1912…This Was the Year That…

NYC fire escape drill
New York City: a fire-escape drill

The N.Y.C. Board of Education established the first Department of Special Education for children with learning disabilities and physical handicaps.

Eligible applicants for license as teachers of “drawing and constructive works” in the elementary schools must have reached the twenty-first and not passed the fifty-first birthday. The minimum annual salary was $880 and maximum salary $1900.

N.Y.C. Schools served good hot lunch for three cents.

State funded Institutes provided annual day-long teacher training and certification

P.S. 128, Brooklyn won the elementary schools indoor swimming championship for the McAleanan Trophy at the public baths, West 60th Street against the 1912 Champions from P.S. 10 Manhattan.
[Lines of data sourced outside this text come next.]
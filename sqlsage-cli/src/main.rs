//! sqlsage-cli: talk to a running sqlsage-server over its HTTP API.
//!
//! # Subcommands
//! - `connect <uri>`                                          create a session
//! - `ask <question> [--session ID] [--describe] [--json]`    ask a question
//! - `session <id>`                                           show session metadata
//! - `status`                                                 show server health

use clap::{Parser, Subcommand};
use serde::Deserialize;

const DEFAULT_SERVER: &str = "http://127.0.0.1:8787";

// ============================================================================
// CLI Definition
// ============================================================================

#[derive(Debug, Parser)]
#[command(name = "sqlsage-cli", version, about = "Ask natural-language questions of a PostgreSQL database")]
struct Cli {
    /// SQLSage HTTP server URL (overrides SQLSAGE_HTTP_URL env var)
    #[arg(long, env = "SQLSAGE_HTTP_URL", default_value = DEFAULT_SERVER)]
    server: String,

    #[command(subcommand)]
    command: Commands,
}

#[derive(Debug, Subcommand)]
enum Commands {
    /// Connect to a database and create a session
    Connect {
        /// PostgreSQL connection string
        uri: String,
    },

    /// Ask a question within a session
    Ask {
        question: String,

        /// Session id returned by `connect`
        #[arg(long, env = "SQLSAGE_SESSION")]
        session: Option<String>,

        /// Also ask for a short description of the result
        #[arg(long)]
        describe: bool,

        /// Print the raw JSON response
        #[arg(long)]
        json: bool,
    },

    /// Show a session's metadata
    Session { id: String },

    /// Show server status
    Status,
}

// ============================================================================
// API Response Types
// ============================================================================

#[derive(Debug, Deserialize)]
pub struct Metrics {
    pub processing_time: f64,
    pub query_complexity: String,
    pub rows_returned: Option<usize>,
}

#[derive(Debug, Deserialize)]
pub struct Column {
    pub name: String,
}

#[derive(Debug, Deserialize)]
#[serde(tag = "kind", rename_all = "snake_case")]
pub enum AskResponse {
    Table {
        columns: Vec<Column>,
        display_rows: Vec<Vec<String>>,
        sql: String,
        description: Option<String>,
        metrics: Metrics,
    },
    Text {
        message: String,
        metrics: Metrics,
    },
}

// ============================================================================
// Rendering
// ============================================================================

/// Left-aligned text table with a dashed rule under the header.
pub fn render_table(headers: &[String], rows: &[Vec<String>]) -> String {
    let widths: Vec<usize> = (0..headers.len())
        .map(|i| {
            rows.iter()
                .filter_map(|r| r.get(i))
                .chain(std::iter::once(&headers[i]))
                .map(|c| c.chars().count())
                .max()
                .unwrap_or(0)
        })
        .collect();

    let line = |cells: &[String]| -> String {
        cells
            .iter()
            .zip(&widths)
            .map(|(c, w)| format!("{:<w$}", c, w = *w))
            .collect::<Vec<_>>()
            .join(" | ")
            .trim_end()
            .to_string()
    };

    let rule = widths.iter().map(|w| "-".repeat(*w)).collect::<Vec<_>>().join("-+-");

    let mut out = vec![line(headers), rule];
    out.extend(rows.iter().map(|r| line(r.as_slice())));
    out.join("\n")
}

pub fn render_metrics(metrics: &Metrics) -> String {
    match metrics.rows_returned {
        Some(rows) => format!(
            "rows: {}  complexity: {}  time: {:.2}s",
            rows, metrics.query_complexity, metrics.processing_time
        ),
        None => format!("complexity: {}  time: {:.2}s", metrics.query_complexity, metrics.processing_time),
    }
}

pub fn render_response(response: &AskResponse) -> String {
    match response {
        AskResponse::Table {
            columns,
            display_rows,
            sql,
            description,
            metrics,
        } => {
            let headers: Vec<String> = columns.iter().map(|c| c.name.clone()).collect();
            let mut out = format!("```sql\n{}\n```\n\n{}", sql, render_table(&headers, display_rows));
            if let Some(d) = description {
                out.push_str("\n\n");
                out.push_str(d);
            }
            out.push_str("\n\n");
            out.push_str(&render_metrics(metrics));
            out
        }
        AskResponse::Text { message, metrics } => format!("{}\n\n{}", message, render_metrics(metrics)),
    }
}

// ============================================================================
// HTTP Client Calls
// ============================================================================

fn client(timeout_secs: u64) -> anyhow::Result<reqwest::blocking::Client> {
    Ok(reqwest::blocking::Client::builder()
        .timeout(std::time::Duration::from_secs(timeout_secs))
        .build()?)
}

/// Send a request and return the JSON body, exiting with a message on failure.
fn send(request: reqwest::blocking::RequestBuilder, url: &str) -> anyhow::Result<serde_json::Value> {
    let resp = match request.send() {
        Ok(r) => r,
        Err(e) => {
            eprintln!("sqlsage-cli: connection failed to {}: {}", url, e);
            std::process::exit(1);
        }
    };

    let status = resp.status();
    let body: serde_json::Value = resp.json().unwrap_or_default();
    if !status.is_success() {
        let error = body["error"].as_str().unwrap_or("unknown error");
        eprintln!("sqlsage-cli: server returned {}: {}", status, error);
        std::process::exit(1);
    }
    Ok(body)
}

fn do_connect(server: &str, uri: &str) -> anyhow::Result<()> {
    let url = format!("{}/connect", server);
    let body = send(client(120)?.post(&url).json(&serde_json::json!({ "uri": uri })), &url)?;

    println!("Session:      {}", body["session_id"].as_str().unwrap_or("?"));
    println!("Tables:       {}", body["tables"]);
    println!("Foreign keys: {}", body["foreign_keys"]);
    println!("Took:         {:.2}s", body["connection_time"].as_f64().unwrap_or(0.0));
    Ok(())
}

fn do_ask(server: &str, question: &str, session: Option<&str>, describe: bool, json: bool) -> anyhow::Result<()> {
    let url = format!("{}/ask", server);
    let payload = serde_json::json!({
        "session_id": session,
        "question": question,
        "describe": describe,
    });
    // Model calls are retried server-side, so allow for several attempts.
    let body = send(client(300)?.post(&url).json(&payload), &url)?;

    if json {
        println!("{}", serde_json::to_string_pretty(&body)?);
        return Ok(());
    }

    let response: AskResponse = serde_json::from_value(body)?;
    println!("{}", render_response(&response));
    Ok(())
}

fn do_session(server: &str, id: &str) -> anyhow::Result<()> {
    let url = format!("{}/sessions/{}", server, id);
    let body = send(client(10)?.get(&url), &url)?;
    println!("{}", serde_json::to_string_pretty(&body)?);
    Ok(())
}

fn do_status(server: &str) -> anyhow::Result<()> {
    let url = format!("{}/health", server);
    let body = send(client(10)?.get(&url), &url)?;

    println!("SQLSage server: {}", body["status"].as_str().unwrap_or("unknown"));
    println!("Version:        {}", body["version"].as_str().unwrap_or("?"));
    println!("Sessions:       {}", body["sessions"]);
    println!("Embedding:      {}", body["embedding_backend"].as_str().unwrap_or("?"));
    println!("Storage:        {}", body["storage_root"].as_str().unwrap_or("?"));
    println!("Socket:         {}", body["socket"].as_str().unwrap_or("?"));
    Ok(())
}

// ============================================================================
// Main
// ============================================================================

fn main() {
    let cli = Cli::parse();
    let server = cli.server.trim_end_matches('/').to_string();

    let result = match cli.command {
        Commands::Connect { uri } => do_connect(&server, &uri),
        Commands::Ask {
            question,
            session,
            describe,
            json,
        } => do_ask(&server, &question, session.as_deref(), describe, json),
        Commands::Session { id } => do_session(&server, &id),
        Commands::Status => do_status(&server),
    };

    if let Err(e) = result {
        eprintln!("sqlsage-cli: {}", e);
        std::process::exit(1);
    }
}

#[cfg(test)]
mod tests {
    use super::*;

    fn strings(cells: &[&str]) -> Vec<String> {
        cells.iter().map(|s| s.to_string()).collect()
    }

    #[test]
    fn test_table_columns_are_padded() {
        let out = render_table(
            &strings(&["name", "total_amount"]),
            &[strings(&["Ada Lovelace", "$1,234.50"]), strings(&["Bo", ""])],
        );
        let lines: Vec<&str> = out.lines().collect();
        assert_eq!(lines[0], "name         | total_amount");
        assert_eq!(lines[1], "-------------+-------------");
        assert_eq!(lines[2], "Ada Lovelace | $1,234.50");
        assert_eq!(lines[3], "Bo           |");
    }

    #[test]
    fn test_table_response_parses_and_renders() {
        let body = serde_json::json!({
            "kind": "table",
            "columns": [{ "name": "n", "type_name": "INT8", "kind": "numeric" }],
            "rows": [[3]],
            "display_rows": [["3.00"]],
            "sql": "SELECT count(*) AS n FROM orders",
            "metrics": { "processing_time": 1.5, "query_complexity": "medium", "rows_returned": 1 }
        });
        let response: AskResponse = serde_json::from_value(body).unwrap();
        let out = render_response(&response);

        assert!(out.starts_with("```sql\nSELECT count(*) AS n FROM orders\n```"));
        assert!(out.contains("3.00"));
        assert!(out.ends_with("rows: 1  complexity: medium  time: 1.50s"));
    }

    #[test]
    fn test_text_response_renders_message() {
        let body = serde_json::json!({
            "kind": "text",
            "message": "Please connect to a database first",
            "metrics": { "processing_time": 0.0, "query_complexity": "low" }
        });
        let response: AskResponse = serde_json::from_value(body).unwrap();
        assert_eq!(
            render_response(&response),
            "Please connect to a database first\n\ncomplexity: low  time: 0.00s"
        );
    }
}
Reformers such as Jane Adams initiated the U.S. Government’s establishment of the Children’s Bureau to pay more attention to child labor regulations.

The Wilmat Law of 1912 required youths aged 14-16 who quit school to go to work to attend part time “continuation schools”.
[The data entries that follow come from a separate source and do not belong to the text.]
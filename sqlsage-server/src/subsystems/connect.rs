//! Session creation: extract, persist, index. All or nothing.

use chrono::Utc;
use sqlsage_core::config::CatalogConfig;
use sqlsage_core::embeddings::EmbeddingBackend;
use sqlsage_core::models::{SchemaSnapshot, Session};
use sqlsage_core::{SessionError, Storage};
use uuid::Uuid;

use super::{extract, fragments};

/// Connect to `uri`, snapshot its catalog and build the fragment index.
///
/// On any failure after the snapshot is written, every file for the new id is removed
/// before the error is returned.
pub async fn create_session(
    uri: &str,
    catalog: &CatalogConfig,
    storage: &Storage,
    backend: &dyn EmbeddingBackend,
) -> Result<Session, SessionError> {
    let snapshot = extract::extract_schema(uri, &catalog.schema).await?;
    let id = Uuid::new_v4();

    if let Err(e) = persist(storage, id, &snapshot, backend).await {
        tracing::error!(session_id = %id, error = %e, "Session creation failed, removing partial files");
        storage.remove_session(&id);
        return Err(e);
    }

    let session = Session {
        id,
        connection_uri: uri.to_string(),
        created_at: Utc::now(),
        table_count: snapshot.table_names().len(),
        foreign_key_count: snapshot.foreign_keys.len(),
    };
    tracing::info!(
        session_id = %session.id,
        tables = session.table_count,
        foreign_keys = session.foreign_key_count,
        "Session created"
    );
    Ok(session)
}

async fn persist(
    storage: &Storage,
    id: Uuid,
    snapshot: &SchemaSnapshot,
    backend: &dyn EmbeddingBackend,
) -> Result<(), SessionError> {
    storage.write_snapshot(&id, snapshot)?;
    fragments::build(storage, id, &snapshot.columns, backend).await?;
    Ok(())
}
Henry Richardson Linville elected President of Teachers’ Union of N.Y.C. – formerly head of Biology Department of DeWitt Clinton H.S. and Jamaica H.S.

NYC students eating lunch
N.Y.C. Schools serve hot lunch for three cents
Stuyvesant High School
Snyder’s Stuyvesant H.S.

Charles B.J. Snyder Superintendent of School Buildings for the NYCBOE a prolific American architect in the field of urban school building design and construction. Many of his schools became N.Y.C. Landmarks ie: Stuyvesant H.S , Erasmus Hall H.S., Morris H.S. Newtown H.S., Curtis H.S., Flushing H.S., W.L. Garrison P.S. 31, P.S. 64, P.S. 17, P.S. 166 and P.S. 28.

The inclusion in school buildings of auditoriums for lecture purposes indicated the fact that the school was no longer regarded merely as a place for instruction of children, but also a place for the education of men and women. The schools became social and civic centers for their neighborhoods.
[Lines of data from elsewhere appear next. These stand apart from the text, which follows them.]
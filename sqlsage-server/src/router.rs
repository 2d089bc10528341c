use std::time::Instant;

use sqlsage_core::ipc::{SqlsageRequest, SqlsageResponse};
use sqlsage_core::models::QueryResponse;
use uuid::Uuid;

use crate::state::AppState;
use crate::subsystems::{connect, execute::PgExecutor};

pub async fn handle_request(request: SqlsageRequest, state: &AppState) -> SqlsageResponse {
    match request {
        SqlsageRequest::Ping => SqlsageResponse::pong(),
        SqlsageRequest::Health => SqlsageResponse::ok(health(state).await),
        SqlsageRequest::Connect { uri } => handle_connect(&uri, state).await,
        SqlsageRequest::Ask {
            session_id,
            question,
            describe,
        } => handle_ask(session_id, &question, describe, state).await,
        SqlsageRequest::Session { session_id } => match state.sessions.get(&session_id).await {
            Some(session) => match serde_json::to_value(&session) {
                Ok(data) => SqlsageResponse::ok(data),
                Err(e) => SqlsageResponse::err(e.to_string()),
            },
            None => SqlsageResponse::err(format!("Unknown session: {}", session_id)),
        },
    }
}

pub async fn health(state: &AppState) -> serde_json::Value {
    serde_json::json!({
        "status": "healthy",
        "version": env!("CARGO_PKG_VERSION"),
        "sessions": state.sessions.len().await,
        "embedding_backend": state.pipeline.embedder().name(),
        "storage_root": state.pipeline.storage().root().display().to_string(),
    })
}

async fn handle_connect(uri: &str, state: &AppState) -> SqlsageResponse {
    let start = Instant::now();
    let result = connect::create_session(
        uri,
        &state.config.catalog,
        state.pipeline.storage(),
        state.pipeline.embedder(),
    )
    .await;

    match result {
        Ok(session) => {
            let data = serde_json::json!({
                "session_id": session.id,
                "tables": session.table_count,
                "foreign_keys": session.foreign_key_count,
                "connection_time": start.elapsed().as_secs_f64(),
            });
            state.sessions.insert(session).await;
            SqlsageResponse::ok(data)
        }
        Err(e) => SqlsageResponse::err(e.to_string()),
    }
}

async fn handle_ask(session_id: Option<Uuid>, question: &str, describe: bool, state: &AppState) -> SqlsageResponse {
    if question.trim().is_empty() {
        return SqlsageResponse::err("question cannot be empty");
    }

    let session = match session_id {
        Some(id) => state.sessions.get(&id).await,
        None => None,
    };

    // Registry lock is released here; the turn below awaits freely.
    let response = match session {
        None => QueryResponse::not_connected(),
        Some(session) => {
            let start = Instant::now();
            let executor = PgExecutor::new(session.connection_uri.clone());
            let response = state.pipeline.answer(&session, question, &executor, describe).await;
            let elapsed = start.elapsed().as_secs_f64();
            tracing::info!(
                session_id = %session.id,
                kind = response.kind(),
                processing_time = elapsed,
                "Turn complete"
            );
            response.with_processing_time(elapsed)
        }
    };

    match serde_json::to_value(&response) {
        Ok(data) => SqlsageResponse::ok(data),
        Err(e) => SqlsageResponse::err(format!("Failed to serialize response: {}", e)),
    }
}
use serde::{Deserialize, Serialize};

pub const PROTOCOL_VERSION: &str = "0.1.0";

#[derive(Debug, Serialize, Deserialize)]
#[serde(tag = "action", rename_all = "snake_case")]
pub enum SqlsageRequest {
    Ping,
    Health,
    Connect {
        uri: String,
    },
    Ask {
        session_id: Option<uuid::Uuid>,
        question: String,
        #[serde(default)]
        describe: bool,
    },
    Session {
        session_id: uuid::Uuid,
    },
}

#[derive(Debug, Serialize, Deserialize)]
#[serde(rename_all = "snake_case")]
pub struct SqlsageResponse {
    pub status: String,
    pub data: Option<serde_json::Value>,
    pub error: Option<String>,
    pub version: String,
}

impl SqlsageResponse {
    pub fn ok(data: serde_json::Value) -> Self {
        Self {
            status: "ok".to_string(),
            data: Some(data),
            error: None,
            version: PROTOCOL_VERSION.to_string(),
        }
    }

    pub fn err(msg: impl Into<String>) -> Self {
        Self {
            status: "error".to_string(),
            data: None,
            error: Some(msg.into()),
            version: PROTOCOL_VERSION.to_string(),
        }
    }

    pub fn pong() -> Self {
        Self::ok(serde_json::json!({"pong": true}))
    }

    pub fn is_ok(&self) -> bool {
        self.status == "ok"
    }
}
The Committee on the Care of Buildings of the Board of Education determined that school playgrounds should be used for dramatic performances using professional actors and plays of “educational nature”. This effort was instituted to educate those in the city’s very crowded neighborhoods.

Publicly accessible assembly rooms or auditoriums were the scene of numerous political events.

William Harvey Maxwell was Superintendent of Schools of N.Y.C. in 1912-Editor of the Educational Review and President of the NEA.

William Jay Gaynor, Democratic Political Party was Mayor of N.Y.C. William Howard Taft, Republican Party was President of the U.S.